Originally posted by GunEmDown10:

I will add this too, alot of players that have great sucess t every level, have one thing in common. Baseball is part of their identity, it is as much a part of who they are as it is what they do.


Very true statement there. The kids that do well in High School and College are the ones that have a love for the game. It takes a lot of dedication to become proficient in anything and just being a natural athlete will only get you so far.

It is like anything. The ones that really excell at something do what they do because they love it. Any kid can play baseball but very few really strive to become baseball players. Passion is the key. There is no problem with a kid enjoying playing the game but not living for it. Not all kids should but I thank God that my son does have that passion. I hope he doesn't lose it.
I'm almost embarrassed to add my 2 cents to this list of Who's Who of the HSBBW community. It's kind of like hanging a paint-by-numbers picture up next to the Rembrandt's, Monet's & Van Gogh's ... but here it goes ...

When I pull myself back from being the too involved Dad, I guess the first question is to ask what "IT" is?

If "IT" is the physical talent and skills to play at the highest levels of the game, then that is still to be determined for SP_son. If "IT" is loving the game, having a passion and desire to play, and having the desire to go out and work hard to prepare and compete at the highest level he can ... then he has "IT", and has had "IT", at some level, since he was about 4.

Today, my guy is a young HS junior, who is also a late bloomer physically. Amongst his friends and teammates he counts guys who by all accounts (including PG's watch lists, and MLB scouts) have "IT". He is not there yet, but he has a few Coaches at top D1 programs telling him to keep doing what he is doing, and they will be watching closely.

In youth leagues, he was never "the guy" when they would pick teams ... but always seemed to become "the guy" who was the ultimate team guy, and came through for his team in the pinch.

He is a great example of what is illustrated in the book Outliers. He was a LL All-Star, in large part because he wanted to go to the field every day to practice hitting, fielding, and pitching. He just got to be a better player than many of the older, better athletes.

When the league age change kicked in in 2006, he was a repeat League Age 12 ... but he wanted to move up with his teammates. The only way to do this was to play full time travel ball for a team outside of the community, with kids he did not know. He chose that route. He got more practice and play against better competition than many of his peers, and he became better.

That led to doors opening to compete in some National tournaments, and his being invited to play for a National Travel Team. He chose to take that step up, and we supported him. Over the last few years he has played with and against kids who are early commits to top D1 programs, and a few who will almost certainly be drafted coming out of HS ... and he has played and produced on a par with these guys, and earning the reputation of being a "gamer" who just finds a way to help his team win.

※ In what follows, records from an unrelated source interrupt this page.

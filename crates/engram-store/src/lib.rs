// Copyright (c) 2024-2026 Martin Schröder <info@swedishembedded.com>
//
// SPDX-License-Identifier: Apache-2.0
//! Durable storage for the engram memory core: the session store (sessions,
//! messages, artifacts, memory snapshots, FTS index) and the large-result
//! store (progressive disclosure over oversize tool outputs).

mod convert;
mod error;
mod memory_results;
mod reference;
mod result_store;
mod result_types;
mod schema;
mod session_store;
mod sql_results;

pub use convert::{csv_to_table, json_array_to_table, looks_like_csv, TableData};
pub use error::StoreError;
pub use memory_results::MemoryResultStore;
pub use reference::{DataRef, StorageLocation};
pub use result_store::{
    new_reference_id, LargeResultStore, MetadataReport, QueryRequest, QueryResponse, StashOutcome,
};
pub use result_types::{
    build_preview, build_text_preview, retrieval_hints, DataMetadata, DataType, SchemaDescriptor,
    PREVIEW_BYTE_BUDGET,
};
pub use schema::{seed_v1_0_0, CURRENT_VERSION};
pub use session_store::{
    Artifact, MemorySnapshot, SearchHit, SessionRecord, SessionStore, StoredMessage, SystemStats,
};
pub use sql_results::{QueryRows, SqlResultMeta, SqlResultStore};
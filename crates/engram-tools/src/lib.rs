// Copyright (c) 2024-2026 Martin Schröder <info@swedishembedded.com>
//
// SPDX-License-Identifier: Apache-2.0
mod builtin;
mod registry;
mod tool;

pub use builtin::{
    standard_registry, ClearRecalledContextTool, GetErrorDetailsTool, GetToolResultTool,
    QueryToolResultTool, RecallConversationTool, SearchConversationTool, SessionMemoryTool,
};
pub use registry::{ToolRegistry, ToolSchema};
pub use tool::{Tool, ToolContext, ToolError, ToolEvent, ToolResult};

These experiences have given him the confidence to work to become a top HS player, and to strive to become a prospect for some top D1 programs ... and holding onto the dream of going still further. Does he have "IT" to get there? Time will tell.

I believe Infielddad's tag line is correct that you don't have to be great to make it, you just have to be very good every day. I think that holds true in most things in life, and that is one of the biggest life lessons SP_son is taking away from his baseball experiences.

We are encouraging SP_son to chase his dream with all he has, for as long as teams will let him put on a uniform. He is learning that loving the game, and having some ability are not enough to reach the upper echelons of the game ... you have to be willing to do some very hard work to chase the dream. That is the "IT" that will prove most valuable in his life.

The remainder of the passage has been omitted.